Start of Block
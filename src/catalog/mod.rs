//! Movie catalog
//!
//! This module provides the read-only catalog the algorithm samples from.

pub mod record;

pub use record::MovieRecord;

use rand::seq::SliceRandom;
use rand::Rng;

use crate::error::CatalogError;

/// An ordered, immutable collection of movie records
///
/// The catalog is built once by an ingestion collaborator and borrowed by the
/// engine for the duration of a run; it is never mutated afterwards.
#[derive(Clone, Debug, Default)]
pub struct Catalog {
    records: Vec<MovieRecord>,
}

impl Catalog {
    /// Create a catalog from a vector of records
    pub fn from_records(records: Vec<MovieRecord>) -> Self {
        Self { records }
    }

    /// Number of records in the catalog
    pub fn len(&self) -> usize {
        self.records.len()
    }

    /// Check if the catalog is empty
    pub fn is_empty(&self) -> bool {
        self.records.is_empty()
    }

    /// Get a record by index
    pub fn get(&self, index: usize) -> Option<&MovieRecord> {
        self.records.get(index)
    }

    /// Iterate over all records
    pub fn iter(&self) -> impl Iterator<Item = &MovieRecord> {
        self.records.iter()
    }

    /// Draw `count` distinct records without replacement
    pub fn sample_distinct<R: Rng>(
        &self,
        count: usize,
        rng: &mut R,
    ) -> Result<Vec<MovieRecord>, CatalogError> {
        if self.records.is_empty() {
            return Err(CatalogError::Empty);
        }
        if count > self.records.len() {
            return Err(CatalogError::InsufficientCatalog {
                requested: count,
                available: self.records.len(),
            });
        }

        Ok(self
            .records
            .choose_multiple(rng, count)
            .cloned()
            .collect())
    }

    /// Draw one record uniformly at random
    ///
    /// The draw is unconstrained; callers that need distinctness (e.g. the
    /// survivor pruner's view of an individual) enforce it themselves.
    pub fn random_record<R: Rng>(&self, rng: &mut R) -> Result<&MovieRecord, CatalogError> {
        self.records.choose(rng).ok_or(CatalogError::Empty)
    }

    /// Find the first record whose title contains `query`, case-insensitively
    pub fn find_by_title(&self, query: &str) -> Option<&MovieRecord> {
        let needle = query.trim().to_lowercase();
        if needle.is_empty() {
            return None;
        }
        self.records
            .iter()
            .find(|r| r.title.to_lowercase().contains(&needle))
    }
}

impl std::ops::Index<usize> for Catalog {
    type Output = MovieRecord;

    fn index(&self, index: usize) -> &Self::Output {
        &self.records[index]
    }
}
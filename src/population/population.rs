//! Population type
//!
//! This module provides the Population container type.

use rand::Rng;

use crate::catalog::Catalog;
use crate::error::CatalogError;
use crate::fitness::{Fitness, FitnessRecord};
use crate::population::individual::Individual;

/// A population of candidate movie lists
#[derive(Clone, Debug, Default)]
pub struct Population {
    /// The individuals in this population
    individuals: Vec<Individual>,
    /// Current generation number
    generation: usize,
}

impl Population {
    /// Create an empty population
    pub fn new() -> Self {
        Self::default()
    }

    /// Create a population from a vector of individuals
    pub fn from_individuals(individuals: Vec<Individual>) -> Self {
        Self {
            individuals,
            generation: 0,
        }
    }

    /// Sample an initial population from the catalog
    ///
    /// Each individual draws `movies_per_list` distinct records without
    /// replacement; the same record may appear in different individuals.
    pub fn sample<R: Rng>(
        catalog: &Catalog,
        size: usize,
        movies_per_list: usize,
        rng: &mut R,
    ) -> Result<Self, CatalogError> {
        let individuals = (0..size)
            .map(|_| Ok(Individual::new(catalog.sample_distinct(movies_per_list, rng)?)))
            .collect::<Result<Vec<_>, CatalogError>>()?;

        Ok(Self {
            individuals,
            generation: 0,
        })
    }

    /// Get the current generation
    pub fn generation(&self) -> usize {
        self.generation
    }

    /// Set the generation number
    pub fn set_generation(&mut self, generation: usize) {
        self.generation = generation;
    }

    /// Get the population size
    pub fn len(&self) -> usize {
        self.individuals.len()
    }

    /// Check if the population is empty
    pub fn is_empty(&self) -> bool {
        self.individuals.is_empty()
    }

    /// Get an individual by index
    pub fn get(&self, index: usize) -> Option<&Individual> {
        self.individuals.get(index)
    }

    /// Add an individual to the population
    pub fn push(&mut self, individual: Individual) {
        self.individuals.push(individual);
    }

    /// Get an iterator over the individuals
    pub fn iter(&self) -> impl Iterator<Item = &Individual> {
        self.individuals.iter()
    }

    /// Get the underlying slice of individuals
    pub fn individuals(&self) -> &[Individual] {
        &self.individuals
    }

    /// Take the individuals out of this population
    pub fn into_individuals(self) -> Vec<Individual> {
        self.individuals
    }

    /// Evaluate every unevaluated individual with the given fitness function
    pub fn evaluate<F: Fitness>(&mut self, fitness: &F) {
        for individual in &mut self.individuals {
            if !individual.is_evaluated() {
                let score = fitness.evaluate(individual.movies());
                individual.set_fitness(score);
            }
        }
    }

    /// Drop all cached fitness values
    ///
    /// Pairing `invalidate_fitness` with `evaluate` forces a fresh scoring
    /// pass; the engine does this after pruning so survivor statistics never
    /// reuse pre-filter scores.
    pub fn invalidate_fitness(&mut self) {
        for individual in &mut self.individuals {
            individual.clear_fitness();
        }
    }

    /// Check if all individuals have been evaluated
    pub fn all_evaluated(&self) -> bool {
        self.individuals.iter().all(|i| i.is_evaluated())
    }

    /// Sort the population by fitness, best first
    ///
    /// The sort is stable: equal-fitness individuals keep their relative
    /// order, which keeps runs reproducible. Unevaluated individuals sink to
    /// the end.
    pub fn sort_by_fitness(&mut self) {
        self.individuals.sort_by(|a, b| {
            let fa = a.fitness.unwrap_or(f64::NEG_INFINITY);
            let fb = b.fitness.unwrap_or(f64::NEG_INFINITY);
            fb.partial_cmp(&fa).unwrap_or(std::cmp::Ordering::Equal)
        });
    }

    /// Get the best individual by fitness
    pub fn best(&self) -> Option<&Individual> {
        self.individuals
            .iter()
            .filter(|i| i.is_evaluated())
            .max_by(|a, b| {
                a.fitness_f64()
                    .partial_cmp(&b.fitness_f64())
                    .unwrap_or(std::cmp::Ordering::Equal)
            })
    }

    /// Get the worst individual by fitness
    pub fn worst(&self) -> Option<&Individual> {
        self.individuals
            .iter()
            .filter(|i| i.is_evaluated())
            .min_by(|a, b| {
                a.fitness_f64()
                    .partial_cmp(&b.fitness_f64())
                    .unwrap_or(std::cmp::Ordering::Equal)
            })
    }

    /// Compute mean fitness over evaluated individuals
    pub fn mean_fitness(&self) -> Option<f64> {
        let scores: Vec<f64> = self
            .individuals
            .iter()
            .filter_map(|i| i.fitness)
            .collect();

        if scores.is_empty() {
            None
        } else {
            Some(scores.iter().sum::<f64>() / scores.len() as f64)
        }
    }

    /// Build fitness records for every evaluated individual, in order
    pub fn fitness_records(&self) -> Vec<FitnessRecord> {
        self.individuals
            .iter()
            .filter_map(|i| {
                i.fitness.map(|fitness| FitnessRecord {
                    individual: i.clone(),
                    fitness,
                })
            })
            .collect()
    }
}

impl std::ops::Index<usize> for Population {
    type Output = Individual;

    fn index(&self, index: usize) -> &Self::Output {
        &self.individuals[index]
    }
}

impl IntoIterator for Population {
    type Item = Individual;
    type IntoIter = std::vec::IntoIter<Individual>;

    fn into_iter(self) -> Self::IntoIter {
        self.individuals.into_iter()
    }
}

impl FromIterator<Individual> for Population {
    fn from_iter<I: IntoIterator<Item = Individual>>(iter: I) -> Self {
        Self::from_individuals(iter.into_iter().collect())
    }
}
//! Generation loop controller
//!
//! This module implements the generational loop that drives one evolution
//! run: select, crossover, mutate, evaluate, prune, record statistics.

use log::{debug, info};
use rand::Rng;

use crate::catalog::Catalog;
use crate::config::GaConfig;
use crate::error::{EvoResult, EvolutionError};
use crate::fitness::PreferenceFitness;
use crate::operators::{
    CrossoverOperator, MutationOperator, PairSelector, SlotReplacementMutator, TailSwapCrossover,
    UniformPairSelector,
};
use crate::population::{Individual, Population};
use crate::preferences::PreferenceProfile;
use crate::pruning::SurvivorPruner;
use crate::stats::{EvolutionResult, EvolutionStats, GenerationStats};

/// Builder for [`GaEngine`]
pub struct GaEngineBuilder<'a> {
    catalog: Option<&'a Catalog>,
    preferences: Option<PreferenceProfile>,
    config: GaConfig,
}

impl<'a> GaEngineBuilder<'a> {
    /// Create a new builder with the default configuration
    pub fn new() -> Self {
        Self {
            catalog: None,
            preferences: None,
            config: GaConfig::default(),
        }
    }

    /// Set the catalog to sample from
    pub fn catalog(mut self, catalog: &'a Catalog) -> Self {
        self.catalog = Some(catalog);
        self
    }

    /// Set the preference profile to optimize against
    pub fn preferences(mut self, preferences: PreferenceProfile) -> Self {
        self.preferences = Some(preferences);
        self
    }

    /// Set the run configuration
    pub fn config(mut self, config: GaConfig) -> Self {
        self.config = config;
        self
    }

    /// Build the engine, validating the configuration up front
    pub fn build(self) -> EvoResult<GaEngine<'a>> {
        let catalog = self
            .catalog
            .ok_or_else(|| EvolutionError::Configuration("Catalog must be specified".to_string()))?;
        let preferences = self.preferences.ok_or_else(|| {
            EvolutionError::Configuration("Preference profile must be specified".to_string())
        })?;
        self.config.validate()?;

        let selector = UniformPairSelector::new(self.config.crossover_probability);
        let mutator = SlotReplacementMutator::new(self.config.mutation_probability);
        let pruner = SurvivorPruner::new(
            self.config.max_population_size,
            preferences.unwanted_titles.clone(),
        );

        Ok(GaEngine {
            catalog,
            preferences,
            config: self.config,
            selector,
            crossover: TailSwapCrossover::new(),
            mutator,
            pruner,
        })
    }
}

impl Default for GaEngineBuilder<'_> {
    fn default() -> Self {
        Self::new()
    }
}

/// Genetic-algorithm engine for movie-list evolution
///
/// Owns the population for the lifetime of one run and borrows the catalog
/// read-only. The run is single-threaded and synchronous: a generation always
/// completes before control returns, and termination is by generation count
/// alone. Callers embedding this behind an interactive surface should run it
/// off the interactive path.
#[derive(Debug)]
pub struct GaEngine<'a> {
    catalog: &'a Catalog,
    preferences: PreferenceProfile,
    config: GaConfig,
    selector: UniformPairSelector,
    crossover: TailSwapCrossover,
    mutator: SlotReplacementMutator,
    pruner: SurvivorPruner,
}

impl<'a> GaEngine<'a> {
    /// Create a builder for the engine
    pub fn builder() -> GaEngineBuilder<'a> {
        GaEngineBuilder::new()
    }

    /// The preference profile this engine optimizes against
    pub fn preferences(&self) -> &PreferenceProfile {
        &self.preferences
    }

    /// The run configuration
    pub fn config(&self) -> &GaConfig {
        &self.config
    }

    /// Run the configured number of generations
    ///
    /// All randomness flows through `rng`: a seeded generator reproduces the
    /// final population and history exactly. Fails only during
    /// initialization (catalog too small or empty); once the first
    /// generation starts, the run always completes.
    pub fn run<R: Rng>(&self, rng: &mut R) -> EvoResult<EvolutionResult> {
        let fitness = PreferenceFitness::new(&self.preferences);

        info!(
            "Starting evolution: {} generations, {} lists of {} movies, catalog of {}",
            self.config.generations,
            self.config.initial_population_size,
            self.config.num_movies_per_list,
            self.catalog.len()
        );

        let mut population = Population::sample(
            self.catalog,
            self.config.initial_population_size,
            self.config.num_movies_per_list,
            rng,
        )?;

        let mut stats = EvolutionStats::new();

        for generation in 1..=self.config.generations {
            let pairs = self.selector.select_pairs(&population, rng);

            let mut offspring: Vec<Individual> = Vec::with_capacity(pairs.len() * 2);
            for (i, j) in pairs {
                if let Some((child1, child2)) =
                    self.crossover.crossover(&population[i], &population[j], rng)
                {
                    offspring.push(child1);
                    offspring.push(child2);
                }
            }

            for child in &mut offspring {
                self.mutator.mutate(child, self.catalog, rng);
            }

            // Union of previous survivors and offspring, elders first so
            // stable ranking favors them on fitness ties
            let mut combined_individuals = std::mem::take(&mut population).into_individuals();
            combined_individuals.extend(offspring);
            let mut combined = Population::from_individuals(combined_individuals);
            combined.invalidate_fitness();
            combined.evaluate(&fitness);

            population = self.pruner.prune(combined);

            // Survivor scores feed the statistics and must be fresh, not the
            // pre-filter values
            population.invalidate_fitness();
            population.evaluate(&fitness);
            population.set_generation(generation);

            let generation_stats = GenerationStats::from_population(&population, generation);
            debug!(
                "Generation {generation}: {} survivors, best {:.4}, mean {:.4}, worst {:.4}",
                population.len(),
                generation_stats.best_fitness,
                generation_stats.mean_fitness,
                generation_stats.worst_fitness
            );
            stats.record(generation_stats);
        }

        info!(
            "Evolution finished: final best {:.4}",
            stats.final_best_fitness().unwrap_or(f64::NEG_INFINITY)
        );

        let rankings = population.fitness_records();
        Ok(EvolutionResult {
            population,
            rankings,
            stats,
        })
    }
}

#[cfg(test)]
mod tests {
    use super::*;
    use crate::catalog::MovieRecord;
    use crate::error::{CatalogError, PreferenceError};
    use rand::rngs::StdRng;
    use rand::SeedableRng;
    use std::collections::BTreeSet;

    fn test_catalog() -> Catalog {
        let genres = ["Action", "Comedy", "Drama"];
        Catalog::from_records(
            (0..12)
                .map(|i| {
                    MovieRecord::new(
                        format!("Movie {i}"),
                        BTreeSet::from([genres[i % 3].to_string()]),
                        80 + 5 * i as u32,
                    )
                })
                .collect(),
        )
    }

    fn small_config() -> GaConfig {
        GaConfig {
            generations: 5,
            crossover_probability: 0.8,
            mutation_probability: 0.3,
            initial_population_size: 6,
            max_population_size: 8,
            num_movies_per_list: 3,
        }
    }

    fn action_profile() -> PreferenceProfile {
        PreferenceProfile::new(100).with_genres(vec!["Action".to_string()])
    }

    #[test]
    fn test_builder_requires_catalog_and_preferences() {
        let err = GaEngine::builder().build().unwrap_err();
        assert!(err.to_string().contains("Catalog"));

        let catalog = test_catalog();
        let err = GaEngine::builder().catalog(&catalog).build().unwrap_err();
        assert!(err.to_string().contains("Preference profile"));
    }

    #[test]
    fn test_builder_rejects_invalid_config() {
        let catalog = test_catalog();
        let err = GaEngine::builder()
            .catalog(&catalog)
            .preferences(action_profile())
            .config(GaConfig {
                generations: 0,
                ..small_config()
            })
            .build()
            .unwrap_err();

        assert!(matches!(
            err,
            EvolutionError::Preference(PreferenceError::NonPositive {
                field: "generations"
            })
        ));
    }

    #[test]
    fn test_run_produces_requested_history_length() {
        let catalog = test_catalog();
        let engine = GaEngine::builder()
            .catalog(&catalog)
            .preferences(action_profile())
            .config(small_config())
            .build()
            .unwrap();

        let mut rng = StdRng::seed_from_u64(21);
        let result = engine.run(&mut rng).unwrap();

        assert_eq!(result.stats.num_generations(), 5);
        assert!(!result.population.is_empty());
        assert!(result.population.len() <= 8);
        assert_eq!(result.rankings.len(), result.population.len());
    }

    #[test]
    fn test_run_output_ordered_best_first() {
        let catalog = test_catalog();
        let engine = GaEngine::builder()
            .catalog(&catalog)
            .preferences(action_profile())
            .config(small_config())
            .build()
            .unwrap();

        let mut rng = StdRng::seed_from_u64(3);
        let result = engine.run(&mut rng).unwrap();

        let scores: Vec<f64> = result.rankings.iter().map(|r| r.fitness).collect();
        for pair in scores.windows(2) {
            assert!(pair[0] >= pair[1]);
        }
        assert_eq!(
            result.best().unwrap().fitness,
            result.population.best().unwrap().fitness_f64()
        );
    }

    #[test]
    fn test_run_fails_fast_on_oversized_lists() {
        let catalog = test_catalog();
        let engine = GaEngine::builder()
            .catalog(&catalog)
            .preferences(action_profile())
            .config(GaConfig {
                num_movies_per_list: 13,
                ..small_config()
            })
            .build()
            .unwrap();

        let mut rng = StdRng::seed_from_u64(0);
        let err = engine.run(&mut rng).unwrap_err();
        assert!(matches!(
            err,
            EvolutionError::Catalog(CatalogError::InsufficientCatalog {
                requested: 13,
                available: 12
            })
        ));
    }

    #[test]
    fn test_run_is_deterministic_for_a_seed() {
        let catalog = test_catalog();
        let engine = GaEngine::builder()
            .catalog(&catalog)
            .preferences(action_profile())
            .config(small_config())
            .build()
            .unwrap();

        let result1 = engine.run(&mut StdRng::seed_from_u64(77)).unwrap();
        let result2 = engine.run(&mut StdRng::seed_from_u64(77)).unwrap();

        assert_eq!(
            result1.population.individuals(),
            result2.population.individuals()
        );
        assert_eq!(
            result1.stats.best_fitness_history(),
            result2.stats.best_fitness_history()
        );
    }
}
End of Block
Start of Block
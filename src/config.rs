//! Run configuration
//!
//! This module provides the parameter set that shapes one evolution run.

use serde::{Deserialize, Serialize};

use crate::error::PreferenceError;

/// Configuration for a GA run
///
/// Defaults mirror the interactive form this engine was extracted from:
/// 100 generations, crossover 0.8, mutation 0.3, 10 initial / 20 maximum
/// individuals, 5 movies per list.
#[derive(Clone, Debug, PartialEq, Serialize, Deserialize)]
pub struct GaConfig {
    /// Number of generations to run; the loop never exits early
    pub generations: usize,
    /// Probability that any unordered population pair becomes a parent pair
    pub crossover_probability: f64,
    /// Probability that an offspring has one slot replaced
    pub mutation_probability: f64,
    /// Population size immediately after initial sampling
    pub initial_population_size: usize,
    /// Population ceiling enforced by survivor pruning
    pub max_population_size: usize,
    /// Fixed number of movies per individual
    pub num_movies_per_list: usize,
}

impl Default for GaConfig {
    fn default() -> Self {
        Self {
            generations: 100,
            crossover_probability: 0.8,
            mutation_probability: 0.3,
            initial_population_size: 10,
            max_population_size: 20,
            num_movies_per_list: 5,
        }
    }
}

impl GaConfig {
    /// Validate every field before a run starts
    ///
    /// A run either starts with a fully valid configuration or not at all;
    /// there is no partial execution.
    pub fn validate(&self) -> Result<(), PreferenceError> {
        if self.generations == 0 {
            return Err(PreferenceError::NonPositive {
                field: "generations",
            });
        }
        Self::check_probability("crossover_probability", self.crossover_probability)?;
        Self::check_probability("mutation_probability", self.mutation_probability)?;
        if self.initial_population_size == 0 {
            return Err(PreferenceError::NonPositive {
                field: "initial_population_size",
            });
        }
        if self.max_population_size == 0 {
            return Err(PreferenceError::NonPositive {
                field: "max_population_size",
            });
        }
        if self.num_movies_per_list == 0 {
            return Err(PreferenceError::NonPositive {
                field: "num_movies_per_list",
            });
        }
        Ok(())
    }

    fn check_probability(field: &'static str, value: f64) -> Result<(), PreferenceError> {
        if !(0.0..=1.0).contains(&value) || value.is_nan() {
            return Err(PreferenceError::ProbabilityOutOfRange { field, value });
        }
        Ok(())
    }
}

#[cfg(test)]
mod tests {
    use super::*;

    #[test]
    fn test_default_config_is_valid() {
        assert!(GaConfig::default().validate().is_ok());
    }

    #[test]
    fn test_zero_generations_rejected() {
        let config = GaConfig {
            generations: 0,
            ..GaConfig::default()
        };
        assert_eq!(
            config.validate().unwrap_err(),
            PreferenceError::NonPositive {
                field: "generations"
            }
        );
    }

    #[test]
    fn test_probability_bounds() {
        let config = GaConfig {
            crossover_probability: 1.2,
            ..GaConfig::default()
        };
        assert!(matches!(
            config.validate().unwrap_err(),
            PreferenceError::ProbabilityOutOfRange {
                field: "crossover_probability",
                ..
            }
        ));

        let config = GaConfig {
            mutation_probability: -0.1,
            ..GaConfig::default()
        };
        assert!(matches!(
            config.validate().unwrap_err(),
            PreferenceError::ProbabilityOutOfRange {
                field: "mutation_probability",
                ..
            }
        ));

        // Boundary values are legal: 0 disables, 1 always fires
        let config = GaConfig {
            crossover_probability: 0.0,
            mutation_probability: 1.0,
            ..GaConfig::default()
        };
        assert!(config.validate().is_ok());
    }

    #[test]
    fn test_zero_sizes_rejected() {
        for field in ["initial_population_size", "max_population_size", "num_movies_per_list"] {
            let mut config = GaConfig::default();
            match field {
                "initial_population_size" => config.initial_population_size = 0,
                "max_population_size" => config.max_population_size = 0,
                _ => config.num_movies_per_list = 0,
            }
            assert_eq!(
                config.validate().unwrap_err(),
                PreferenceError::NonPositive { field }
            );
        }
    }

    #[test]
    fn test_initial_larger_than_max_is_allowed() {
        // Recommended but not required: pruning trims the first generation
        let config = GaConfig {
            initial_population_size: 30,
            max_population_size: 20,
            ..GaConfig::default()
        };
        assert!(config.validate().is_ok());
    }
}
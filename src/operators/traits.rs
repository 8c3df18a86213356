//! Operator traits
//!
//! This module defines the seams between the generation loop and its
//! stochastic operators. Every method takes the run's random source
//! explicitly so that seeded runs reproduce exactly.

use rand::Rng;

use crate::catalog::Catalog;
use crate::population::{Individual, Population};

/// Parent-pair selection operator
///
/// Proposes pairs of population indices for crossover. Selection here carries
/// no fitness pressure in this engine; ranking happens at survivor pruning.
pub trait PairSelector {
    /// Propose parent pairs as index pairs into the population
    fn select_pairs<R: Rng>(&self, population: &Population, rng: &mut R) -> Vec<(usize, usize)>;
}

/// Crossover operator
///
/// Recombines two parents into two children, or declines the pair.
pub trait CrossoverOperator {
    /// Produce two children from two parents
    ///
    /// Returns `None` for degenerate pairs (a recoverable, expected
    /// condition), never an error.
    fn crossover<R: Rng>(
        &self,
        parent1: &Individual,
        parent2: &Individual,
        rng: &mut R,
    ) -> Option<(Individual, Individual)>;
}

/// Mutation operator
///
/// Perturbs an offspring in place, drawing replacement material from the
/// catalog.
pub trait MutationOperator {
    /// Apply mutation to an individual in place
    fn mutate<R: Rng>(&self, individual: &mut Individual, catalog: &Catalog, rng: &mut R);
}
End of Block
TASK REQUIREMENTS:
For the material above, the answer must be only the number of lines holding the word "SlotReplacementMutator".

ANSWER BOX:
3